Activity:
How many lines below hold the string "storage"? Report that number alone.

=== Data section ===

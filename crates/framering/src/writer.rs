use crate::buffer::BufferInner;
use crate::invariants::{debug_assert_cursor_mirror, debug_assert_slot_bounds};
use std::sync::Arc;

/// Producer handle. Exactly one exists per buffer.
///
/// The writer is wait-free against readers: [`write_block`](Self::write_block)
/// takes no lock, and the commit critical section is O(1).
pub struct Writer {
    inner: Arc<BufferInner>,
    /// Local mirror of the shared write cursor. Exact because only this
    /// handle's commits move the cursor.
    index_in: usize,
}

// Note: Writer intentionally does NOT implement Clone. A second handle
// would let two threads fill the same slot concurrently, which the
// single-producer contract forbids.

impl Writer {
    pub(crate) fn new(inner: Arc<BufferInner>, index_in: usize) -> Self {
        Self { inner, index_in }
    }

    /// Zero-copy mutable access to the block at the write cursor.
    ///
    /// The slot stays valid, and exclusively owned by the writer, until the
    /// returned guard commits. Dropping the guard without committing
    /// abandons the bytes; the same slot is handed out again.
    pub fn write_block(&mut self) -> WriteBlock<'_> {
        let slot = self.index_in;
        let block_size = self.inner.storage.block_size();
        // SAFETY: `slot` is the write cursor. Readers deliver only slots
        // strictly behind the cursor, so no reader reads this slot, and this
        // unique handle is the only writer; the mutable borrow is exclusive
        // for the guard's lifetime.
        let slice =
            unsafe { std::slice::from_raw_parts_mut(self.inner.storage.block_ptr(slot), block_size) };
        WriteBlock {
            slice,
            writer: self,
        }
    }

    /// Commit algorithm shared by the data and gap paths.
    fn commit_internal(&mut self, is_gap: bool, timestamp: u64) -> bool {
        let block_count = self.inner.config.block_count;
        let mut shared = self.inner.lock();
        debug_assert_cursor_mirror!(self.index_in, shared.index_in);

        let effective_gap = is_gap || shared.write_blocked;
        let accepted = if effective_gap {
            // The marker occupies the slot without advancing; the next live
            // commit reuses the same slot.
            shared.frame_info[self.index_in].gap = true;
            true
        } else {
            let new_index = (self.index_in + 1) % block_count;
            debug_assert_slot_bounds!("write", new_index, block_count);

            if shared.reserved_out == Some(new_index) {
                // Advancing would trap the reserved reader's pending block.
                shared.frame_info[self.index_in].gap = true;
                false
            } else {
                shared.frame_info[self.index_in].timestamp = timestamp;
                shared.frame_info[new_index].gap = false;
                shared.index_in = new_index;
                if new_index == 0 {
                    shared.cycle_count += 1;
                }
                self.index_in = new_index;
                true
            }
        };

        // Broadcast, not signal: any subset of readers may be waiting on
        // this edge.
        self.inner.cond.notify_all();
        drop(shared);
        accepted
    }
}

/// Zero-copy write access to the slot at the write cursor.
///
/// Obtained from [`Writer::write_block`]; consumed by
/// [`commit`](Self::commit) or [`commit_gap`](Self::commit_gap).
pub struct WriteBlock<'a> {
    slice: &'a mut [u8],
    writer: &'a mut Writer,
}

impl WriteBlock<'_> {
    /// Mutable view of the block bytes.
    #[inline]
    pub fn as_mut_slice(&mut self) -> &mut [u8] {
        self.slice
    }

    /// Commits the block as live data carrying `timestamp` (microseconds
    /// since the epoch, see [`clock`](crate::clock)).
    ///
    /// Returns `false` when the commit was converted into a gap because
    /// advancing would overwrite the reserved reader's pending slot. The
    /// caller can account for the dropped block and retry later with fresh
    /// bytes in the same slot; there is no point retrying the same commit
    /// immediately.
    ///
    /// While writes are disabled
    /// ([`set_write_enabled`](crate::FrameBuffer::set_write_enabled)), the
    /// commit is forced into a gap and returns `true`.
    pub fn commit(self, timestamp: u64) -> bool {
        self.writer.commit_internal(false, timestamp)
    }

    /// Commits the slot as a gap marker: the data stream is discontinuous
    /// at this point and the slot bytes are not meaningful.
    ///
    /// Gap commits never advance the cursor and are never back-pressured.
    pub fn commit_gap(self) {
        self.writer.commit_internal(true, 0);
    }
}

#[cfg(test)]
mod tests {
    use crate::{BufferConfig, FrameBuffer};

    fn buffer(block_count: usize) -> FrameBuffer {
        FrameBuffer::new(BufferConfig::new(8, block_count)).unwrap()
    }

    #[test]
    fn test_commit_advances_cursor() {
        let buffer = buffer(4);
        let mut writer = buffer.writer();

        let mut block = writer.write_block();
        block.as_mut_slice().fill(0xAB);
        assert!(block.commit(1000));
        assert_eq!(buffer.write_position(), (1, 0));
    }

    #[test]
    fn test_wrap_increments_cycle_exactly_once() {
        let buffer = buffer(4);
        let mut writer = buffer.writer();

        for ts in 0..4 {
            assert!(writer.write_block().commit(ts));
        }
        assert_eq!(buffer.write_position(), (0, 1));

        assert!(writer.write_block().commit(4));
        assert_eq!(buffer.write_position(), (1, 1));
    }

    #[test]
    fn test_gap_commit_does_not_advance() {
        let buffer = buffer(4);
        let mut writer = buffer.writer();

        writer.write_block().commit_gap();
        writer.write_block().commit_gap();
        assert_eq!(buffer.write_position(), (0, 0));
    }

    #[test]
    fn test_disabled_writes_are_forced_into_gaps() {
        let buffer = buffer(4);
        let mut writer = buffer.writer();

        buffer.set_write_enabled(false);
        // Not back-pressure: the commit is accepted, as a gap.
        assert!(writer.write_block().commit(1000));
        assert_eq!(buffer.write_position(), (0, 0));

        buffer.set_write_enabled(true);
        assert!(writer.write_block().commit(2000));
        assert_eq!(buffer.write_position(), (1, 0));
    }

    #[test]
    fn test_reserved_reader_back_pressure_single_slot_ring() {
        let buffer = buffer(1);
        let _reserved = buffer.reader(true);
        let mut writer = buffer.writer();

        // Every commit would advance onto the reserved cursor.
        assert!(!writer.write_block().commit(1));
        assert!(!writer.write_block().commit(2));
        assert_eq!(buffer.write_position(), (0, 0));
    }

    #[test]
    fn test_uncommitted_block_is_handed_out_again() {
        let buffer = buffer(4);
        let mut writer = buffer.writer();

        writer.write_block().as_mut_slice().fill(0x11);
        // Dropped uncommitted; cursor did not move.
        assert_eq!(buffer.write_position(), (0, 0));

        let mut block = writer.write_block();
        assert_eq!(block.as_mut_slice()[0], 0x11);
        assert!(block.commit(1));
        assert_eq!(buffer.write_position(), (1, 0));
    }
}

===

Answer to this exercise:
2